Copy each line of the entries below that contains the string "BEGIN".

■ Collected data
* * *
use thiserror::Error;

/// 密钥编解码错误类型
#[derive(Error, Debug)]
pub enum Error {
    /// 导出时密钥缺失或无效
    #[error("Invalid key: {0}")]
    InvalidKey(String),

    /// 导入时输入为空
    #[error("Invalid input: {0}")]
    InvalidInput(String),

    /// PEM 或 DER 解析失败
    #[error("Decode error: {0}")]
    DecodeError(String),

    /// 加密路径缺少口令
    #[error("Encrypted key requires a password")]
    MissingPassword,

    /// 口令错误或密文损坏
    #[error("Decryption error: {0}")]
    DecryptionError(String),

    /// ASN.1 结构构造或加密失败
    #[error("Encoding error: {0}")]
    EncodingError(String),

    /// 解析成功但不是 SM2 密钥
    #[error("Key type mismatch: {0}")]
    TypeMismatch(String),

    /// IO错误
    #[error("IO error: {0}")]
    IoError(#[from] std::io::Error),
}

impl From<gmkey_crypto::error::Error> for Error {
    fn from(err: gmkey_crypto::error::Error) -> Self {
        use gmkey_crypto::error::Error as CryptoError;

        match err {
            CryptoError::PemError(e) => Error::DecodeError(format!("Failed to decode PEM: {}", e)),
            CryptoError::MalformedHeader(msg) => Error::DecodeError(msg),
            CryptoError::MissingPassword => Error::MissingPassword,
            CryptoError::UnsupportedCipher(name) => {
                Error::DecryptionError(format!("Unsupported PEM cipher: {}", name))
            }
            CryptoError::DecryptionError(msg) => Error::DecryptionError(msg),
            CryptoError::EncryptionError(msg) => Error::EncodingError(msg),
            CryptoError::IoError(e) => Error::IoError(e),
        }
    }
}

/// Result类型别名
pub type Result<T> = std::result::Result<T, Error>;

#[cfg(test)]
mod tests {
    use super::*;

    #[test]
    fn test_crypto_error_mapping() {
        use gmkey_crypto::error::Error as CryptoError;

        assert!(matches!(Error::from(CryptoError::MissingPassword), Error::MissingPassword));
        assert!(matches!(
            Error::from(CryptoError::DecryptionError("bad padding".into())),
            Error::DecryptionError(_)
        ));
        assert!(matches!(
            Error::from(CryptoError::EncryptionError("rng".into())),
            Error::EncodingError(_)
        ));
        assert!(matches!(
            Error::from(CryptoError::MalformedHeader("no DEK-Info".into())),
            Error::DecodeError(_)
        ));
    }
}
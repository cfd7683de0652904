//! # GM Key - 国密密钥编解码
//!
//! SM2 私钥/公钥的 PEM 与 DER 导入导出，支持口令加密的 PEM
//!
//! ## 模块
//!
//! - `gmkey_crypto` - PEM 封装、口令派生与 AES-CBC
//! - `gmkey_key` - SM2 密钥模型与编解码

// Re-export all sub-crates
pub use gmkey_crypto;
pub use gmkey_key;

pub use gmkey_key::{
    der_to_private_key, der_to_public_key, pem_to_private_key, pem_to_public_key,
    private_key_to_der, private_key_to_encrypted_pem, private_key_to_pem, public_key_to_der,
    public_key_to_encrypted_pem, public_key_to_pem, Error, ExportOptions, KeyPem, Result,
    Sm2PrivateKey, Sm2PublicKey,
};
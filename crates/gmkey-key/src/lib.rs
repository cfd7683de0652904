//! SM2 key import and export
//!
//! Private keys are written as PKCS#8 (`PRIVATE KEY`) or, when a password is
//! given, as a legacy encrypted PEM block around a standalone `ECPrivateKey`.
//! Public keys are written as `SubjectPublicKeyInfo` (`PUBLIC KEY`).
//!
//! ```no_run
//! use gmkey_key::{pem_to_private_key, private_key_to_pem, Sm2PrivateKey};
//!
//! # fn main() -> gmkey_key::Result<()> {
//! let key = Sm2PrivateKey::from_scalar_bytes(&[0x2a; 32])?;
//! let pem = private_key_to_pem(Some(&key), b"secret")?;
//! assert_eq!(pem_to_private_key(&pem, b"secret")?, key);
//! # Ok(())
//! # }
//! ```

pub mod asn1;
pub mod codec;
pub mod error;
pub mod key;
pub mod options;

pub use codec::{
    der_to_private_key, der_to_public_key, pem_to_private_key, pem_to_public_key,
    private_key_to_der, private_key_to_encrypted_pem, private_key_to_encrypted_pem_with_rng,
    private_key_to_pem, private_key_to_pem_with_options, public_key_to_der,
    public_key_to_encrypted_pem, public_key_to_encrypted_pem_with_rng, public_key_to_pem,
    public_key_to_pem_with_options, PRIVATE_KEY_LABEL, PUBLIC_KEY_LABEL,
};
pub use error::{Error, Result};
pub use key::{Curve, KeyPem, Sm2PrivateKey, Sm2PublicKey};
pub use options::{ExportOptions, LineEnding, PemCipher};
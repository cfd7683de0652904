use rand::{rngs::OsRng, CryptoRng, RngCore};

use super::{open_pem, seal_pem};
use crate::{
    asn1::{decode_spki, encode_spki},
    error::{Error, Result},
    key::{KeyPem, Sm2PublicKey},
    options::ExportOptions,
};
use gmkey_crypto::{encode_pem, PemBlock};

/// PEM label for public keys, plain or encrypted
pub const PUBLIC_KEY_LABEL: &str = "PUBLIC KEY";

fn require_key(key: Option<&Sm2PublicKey>) -> Result<&Sm2PublicKey> {
    key.ok_or_else(|| {
        Error::InvalidKey("invalid SM2 public key. It must be different from nil".to_string())
    })
}

// ============================================================================
// Export
// ============================================================================

/// Convert a public key to PEM
///
/// With an empty password the key is written as a plain `PUBLIC KEY` block
/// holding its `SubjectPublicKeyInfo`; otherwise the block is encrypted.
pub fn public_key_to_pem(key: Option<&Sm2PublicKey>, password: &[u8]) -> Result<String> {
    public_key_to_pem_with_options(key, password, &ExportOptions::default())
}

/// [`public_key_to_pem`] with explicit export options
pub fn public_key_to_pem_with_options(
    key: Option<&Sm2PublicKey>,
    password: &[u8],
    options: &ExportOptions,
) -> Result<String> {
    if !password.is_empty() {
        return public_key_to_encrypted_pem_with_rng(&mut OsRng, key, password, options);
    }
    let key = require_key(key)?;

    let der = encode_spki(key)?;

    tracing::debug!("exporting SM2 public key as PEM");
    let block = PemBlock::new(PUBLIC_KEY_LABEL, der);
    Ok(encode_pem(&block, options.line_ending))
}

/// Convert a public key to a password-encrypted PEM block
///
/// Unlike [`public_key_to_pem`], an empty password is an error here.
pub fn public_key_to_encrypted_pem(key: Option<&Sm2PublicKey>, password: &[u8]) -> Result<String> {
    public_key_to_encrypted_pem_with_rng(&mut OsRng, key, password, &ExportOptions::default())
}

/// [`public_key_to_encrypted_pem`] with a caller-supplied random source
pub fn public_key_to_encrypted_pem_with_rng<R: RngCore + CryptoRng>(
    rng: &mut R,
    key: Option<&Sm2PublicKey>,
    password: &[u8],
    options: &ExportOptions,
) -> Result<String> {
    let key = require_key(key)?;
    if password.is_empty() {
        return Err(Error::MissingPassword);
    }

    let der = encode_spki(key)?;

    tracing::debug!(cipher = options.cipher.name(), "exporting SM2 public key as encrypted PEM");
    seal_pem(rng, PUBLIC_KEY_LABEL, &der, password, options)
}

/// Convert a public key to `SubjectPublicKeyInfo` DER
pub fn public_key_to_der(key: Option<&Sm2PublicKey>) -> Result<Vec<u8>> {
    encode_spki(require_key(key)?)
}

// ============================================================================
// Import
// ============================================================================

/// Parse a public key from PEM, decrypting it when the block is encrypted
pub fn pem_to_public_key<T: AsRef<[u8]>>(pem: T, password: &[u8]) -> Result<Sm2PublicKey> {
    open_pem(pem.as_ref(), password, decode_spki)
}

/// Parse a public key from `SubjectPublicKeyInfo` DER
pub fn der_to_public_key(der: &[u8]) -> Result<Sm2PublicKey> {
    if der.is_empty() {
        return Err(Error::InvalidInput(
            "invalid DER. It must be different from nil".to_string(),
        ));
    }
    decode_spki(der)
}

impl KeyPem for Sm2PublicKey {
    const PEM_LABEL: &'static str = PUBLIC_KEY_LABEL;

    fn to_pem(&self, password: &[u8]) -> Result<String> {
        public_key_to_pem(Some(self), password)
    }

    fn from_pem<T: AsRef<[u8]>>(pem: T, password: &[u8]) -> Result<Self> {
        pem_to_public_key(pem, password)
    }

    fn to_der(&self) -> Result<Vec<u8>> {
        public_key_to_der(Some(self))
    }

    fn from_der(der: &[u8]) -> Result<Self> {
        der_to_public_key(der)
    }
}

#[cfg(test)]
mod tests {
    use gmkey_crypto::{decode_pem, is_encrypted_pem_block, LineEnding, PemCipher};
    use rand::{rngs::StdRng, SeedableRng};

    use super::*;
    use crate::key::Sm2PrivateKey;

    // openssl pkey -pubout, same key as the private codec fixture
    const OPENSSL_PEM: &str = "-----BEGIN PUBLIC KEY-----
MFkwEwYHKoZIzj0CAQYIKoEcz1UBgi0DQgAE2cjiMRleK7goOQXFoAUG5gJF4WxC
DKDSn3Q9YqvhM974Nu6hy84bW7a0MX4bpebiI6UFqMHo7bTUKVJep7GQag==
-----END PUBLIC KEY-----
";
    const OPENSSL_SCALAR: &str = "150fee598c8ddd96b6a7f6038280259417b21c56c107cf8259cacbc8e193d54b";

    const P256_PEM: &str = "-----BEGIN PUBLIC KEY-----
MFkwEwYHKoZIzj0CAQYIKoZIzj0DAQcDQgAE0zmHhfWlpbYl1IDGg/L9/YdXnkSG
byVmVp3GPFy/19RvWUE700NqrBjnnVh+KFabA6z56Tu+1LJSojFfpAoW4A==
-----END PUBLIC KEY-----
";

    const ED25519_PEM: &str = "-----BEGIN PUBLIC KEY-----
MCowBQYDK2VwAyEArcPRxWl/iJHlFufSz84AihYC6IsRj/711KlROAL2Dr8=
-----END PUBLIC KEY-----
";

    fn fixture_key() -> Sm2PublicKey {
        let private =
            Sm2PrivateKey::from_scalar_bytes(&hex::decode(OPENSSL_SCALAR).unwrap()).unwrap();
        private.public_key().clone()
    }

    fn random_key() -> Sm2PublicKey {
        loop {
            if let Ok(key) = Sm2PrivateKey::from_scalar_bytes(&rand::random::<[u8; 32]>()) {
                return key.public_key().clone();
            }
        }
    }

    #[test]
    fn test_plain_export_matches_openssl() {
        let pem = public_key_to_pem(Some(&fixture_key()), b"").unwrap();
        assert_eq!(pem, OPENSSL_PEM);
        assert_eq!(pem_to_public_key(OPENSSL_PEM, b"").unwrap(), fixture_key());
    }

    #[test]
    fn test_plain_roundtrip() {
        for _ in 0 .. 8 {
            let key = random_key();
            let pem = public_key_to_pem(Some(&key), b"").unwrap();
            let imported = pem_to_public_key(&pem, b"").unwrap();
            assert_eq!(imported.x(), key.x());
            assert_eq!(imported.y(), key.y());
            assert_eq!(imported.curve(), key.curve());
        }
    }

    #[test]
    fn test_encrypted_roundtrip() {
        let key = random_key();

        let via_pem = public_key_to_pem(Some(&key), b"pw").unwrap();
        let via_entry = public_key_to_encrypted_pem(Some(&key), b"pw").unwrap();

        for pem in [&via_pem, &via_entry] {
            let block = decode_pem(pem.as_bytes()).unwrap();
            assert_eq!(block.label(), PUBLIC_KEY_LABEL);
            assert!(is_encrypted_pem_block(&block));
            assert_eq!(pem_to_public_key(pem, b"pw").unwrap(), key);
        }
    }

    #[test]
    fn test_password_errors() {
        let key = random_key();
        let pem = public_key_to_encrypted_pem(Some(&key), b"right").unwrap();

        assert!(matches!(pem_to_public_key(&pem, b""), Err(Error::MissingPassword)));
        assert!(matches!(
            pem_to_public_key(&pem, b"wrong"),
            Err(Error::DecryptionError(_))
        ));
        assert!(matches!(
            public_key_to_encrypted_pem(Some(&key), b""),
            Err(Error::MissingPassword)
        ));
    }

    #[test]
    fn test_null_key() {
        assert!(matches!(public_key_to_pem(None, b""), Err(Error::InvalidKey(_))));
        assert!(matches!(public_key_to_pem(None, b"pw"), Err(Error::InvalidKey(_))));
        assert!(matches!(public_key_to_encrypted_pem(None, b""), Err(Error::InvalidKey(_))));
        assert!(matches!(public_key_to_der(None), Err(Error::InvalidKey(_))));
    }

    #[test]
    fn test_empty_and_malformed_input() {
        assert!(matches!(pem_to_public_key(b"", b""), Err(Error::InvalidInput(_))));
        assert!(matches!(pem_to_public_key("garbage", b""), Err(Error::DecodeError(_))));
        assert!(matches!(der_to_public_key(&[]), Err(Error::InvalidInput(_))));
        assert!(matches!(der_to_public_key(&[0x30, 0x00]), Err(Error::DecodeError(_))));
    }

    #[test]
    fn test_other_algorithms_rejected() {
        assert!(matches!(pem_to_public_key(P256_PEM, b""), Err(Error::TypeMismatch(_))));
        assert!(matches!(pem_to_public_key(ED25519_PEM, b""), Err(Error::TypeMismatch(_))));
    }

    #[test]
    fn test_private_pem_is_not_a_public_key() {
        let private = Sm2PrivateKey::from_scalar_bytes(&[7]).unwrap();
        let pem = crate::codec::private_key_to_pem(Some(&private), b"").unwrap();
        assert!(pem_to_public_key(&pem, b"").is_err());
    }

    #[test]
    fn test_der_roundtrip() {
        let key = random_key();
        let der = public_key_to_der(Some(&key)).unwrap();
        assert_eq!(der.len(), 91);
        assert_eq!(der_to_public_key(&der).unwrap(), key);
    }

    #[test]
    fn test_seeded_rng_and_options() {
        let key = fixture_key();
        let options = ExportOptions::new()
            .with_cipher(PemCipher::Aes192Cbc)
            .with_line_ending(LineEnding::Crlf);

        let a = public_key_to_encrypted_pem_with_rng(
            &mut StdRng::seed_from_u64(42),
            Some(&key),
            b"pw",
            &options,
        )
        .unwrap();
        let b = public_key_to_encrypted_pem_with_rng(
            &mut StdRng::seed_from_u64(42),
            Some(&key),
            b"pw",
            &options,
        )
        .unwrap();

        assert_eq!(a, b);
        assert!(a.contains("DEK-Info: AES-192-CBC,"));
        assert!(a.contains("\r\n"));
        assert_eq!(pem_to_public_key(&a, b"pw").unwrap(), key);
    }

    #[test]
    fn test_key_pem_trait_and_files() {
        let dir = tempfile::tempdir().unwrap();
        let path = dir.path().join("sm2.pub");

        let key = random_key();
        key.save_to_file(&path, b"").unwrap();
        assert_eq!(Sm2PublicKey::load_from_file(&path, b"").unwrap(), key);

        key.save_to_file(&path, b"pw").unwrap();
        assert_eq!(Sm2PublicKey::load_from_file(&path, b"pw").unwrap(), key);

        assert_eq!(Sm2PublicKey::from_der(&key.to_der().unwrap()).unwrap(), key);
        assert_eq!(Sm2PublicKey::PEM_LABEL, "PUBLIC KEY");
    }
}
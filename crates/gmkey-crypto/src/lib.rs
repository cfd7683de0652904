//! GM Key Cryptography Library
//!
//! This library provides the primitives the key codec builds on: PEM
//! container framing, legacy password-encrypted PEM blocks, the OpenSSL
//! password key derivation and AES-CBC.

pub mod error;

pub mod encoding;
pub mod kdf;
pub mod symmetric;

// Re-export commonly used types for convenience
pub use encoding::{
    decode_pem, decrypt_pem_block, encode_pem, encrypt_pem_block, is_encrypted_pem_block,
    LineEnding, PemBlock,
};
pub use symmetric::PemCipher;
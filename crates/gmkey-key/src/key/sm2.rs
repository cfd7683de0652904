use std::fmt;

use sm2::{elliptic_curve::sec1::ToEncodedPoint, FieldBytes, PublicKey, SecretKey};
use zeroize::Zeroizing;

use super::Curve;
use crate::error::{Error, Result};

/// Bit length of the SM2 group order `N`
pub const ORDER_BITS: usize = 256;

/// Fixed width of an encoded scalar, `ceil(bitlen(N) / 8)`
pub const SCALAR_LEN: usize = (ORDER_BITS + 7) / 8;

/// Fixed width of an affine coordinate
pub const COORDINATE_LEN: usize = 32;

/// `0x04 || X || Y`
pub const UNCOMPRESSED_POINT_LEN: usize = 1 + 2 * COORDINATE_LEN;

/// Left-pad a big-endian integer with zeros to exactly `width` bytes
///
/// Leading zeros in `bytes` are ignored; fails when the significant bytes do
/// not fit.
pub fn pad_scalar(bytes: &[u8], width: usize) -> Result<Zeroizing<Vec<u8>>> {
    let start = bytes.iter().position(|&b| b != 0).unwrap_or(bytes.len());
    let significant = &bytes[start ..];

    if significant.len() > width {
        return Err(Error::InvalidKey(format!(
            "integer of {} bytes does not fit in {} bytes",
            significant.len(),
            width
        )));
    }

    let mut padded = Zeroizing::new(vec![0u8; width]);
    padded[width - significant.len() ..].copy_from_slice(significant);
    Ok(padded)
}

// ============================================================================
// Private key
// ============================================================================

/// SM2 private key: secret scalar `D` and its public point `(X, Y)`
#[derive(Clone)]
pub struct Sm2PrivateKey {
    secret: SecretKey,
    public: Sm2PublicKey,
}

impl From<SecretKey> for Sm2PrivateKey {
    fn from(secret: SecretKey) -> Self {
        let public = Sm2PublicKey {
            point: secret.public_key(),
        };
        Self { secret, public }
    }
}

impl Sm2PrivateKey {
    /// Create from a big-endian scalar of at most `SCALAR_LEN` significant bytes
    ///
    /// The scalar must lie in `[1, N-1]`.
    pub fn from_scalar_bytes(bytes: &[u8]) -> Result<Self> {
        let padded = pad_scalar(bytes, SCALAR_LEN)?;
        let secret = SecretKey::from_bytes(FieldBytes::from_slice(&padded))
            .map_err(|_| Error::InvalidKey("SM2 scalar must be in [1, N-1]".to_string()))?;
        Ok(secret.into())
    }

    /// Fixed-width big-endian encoding of `D`
    pub fn to_scalar_bytes(&self) -> [u8; SCALAR_LEN] {
        self.secret.to_bytes().into()
    }

    pub fn public_key(&self) -> &Sm2PublicKey {
        &self.public
    }

    pub fn curve(&self) -> Curve {
        Curve::Sm2
    }

    /// Underlying curve primitive
    pub fn as_secret_key(&self) -> &SecretKey {
        &self.secret
    }
}

impl PartialEq for Sm2PrivateKey {
    fn eq(&self, other: &Self) -> bool {
        self.secret == other.secret && self.public == other.public
    }
}

impl Eq for Sm2PrivateKey {}

impl fmt::Debug for Sm2PrivateKey {
    fn fmt(&self, f: &mut fmt::Formatter<'_>) -> fmt::Result {
        f.debug_struct("Sm2PrivateKey")
            .field("curve", &self.curve())
            .field("public", &self.public)
            .finish_non_exhaustive()
    }
}

// ============================================================================
// Public key
// ============================================================================

/// SM2 public key: the point `(X, Y)`
#[derive(Clone, Debug, PartialEq, Eq)]
pub struct Sm2PublicKey {
    point: PublicKey,
}

impl From<PublicKey> for Sm2PublicKey {
    fn from(point: PublicKey) -> Self {
        Self { point }
    }
}

impl Sm2PublicKey {
    /// Parse an SEC1 encoded point (uncompressed or compressed)
    pub fn from_sec1_bytes(bytes: &[u8]) -> Result<Self> {
        let point = PublicKey::from_sec1_bytes(bytes)
            .map_err(|_| Error::InvalidKey("invalid SM2 public point".to_string()))?;
        Ok(Self { point })
    }

    /// Create from big-endian affine coordinates
    pub fn from_coordinates(x: &[u8], y: &[u8]) -> Result<Self> {
        let x = pad_scalar(x, COORDINATE_LEN)?;
        let y = pad_scalar(y, COORDINATE_LEN)?;

        let mut encoded = Vec::with_capacity(UNCOMPRESSED_POINT_LEN);
        encoded.push(0x04);
        encoded.extend_from_slice(&x);
        encoded.extend_from_slice(&y);
        Self::from_sec1_bytes(&encoded)
    }

    /// `0x04 || X || Y`, each coordinate padded to `COORDINATE_LEN`
    pub fn to_uncompressed_point(&self) -> Vec<u8> {
        self.point.to_encoded_point(false).as_bytes().to_vec()
    }

    pub fn x(&self) -> [u8; COORDINATE_LEN] {
        self.coordinate(1)
    }

    pub fn y(&self) -> [u8; COORDINATE_LEN] {
        self.coordinate(1 + COORDINATE_LEN)
    }

    fn coordinate(&self, offset: usize) -> [u8; COORDINATE_LEN] {
        let encoded = self.to_uncompressed_point();
        let mut out = [0u8; COORDINATE_LEN];
        out.copy_from_slice(&encoded[offset .. offset + COORDINATE_LEN]);
        out
    }

    pub fn curve(&self) -> Curve {
        Curve::Sm2
    }

    /// Underlying curve primitive
    pub fn as_public_key(&self) -> &PublicKey {
        &self.point
    }
}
* * *
■ ANSWER SPACE
    const OPENSSL_PEM: &str = "-----BEGIN PUBLIC KEY-----
    const P256_PEM: &str = "-----BEGIN PUBLIC KEY-----
    const ED25519_PEM: &str = "-----BEGIN PUBLIC KEY-----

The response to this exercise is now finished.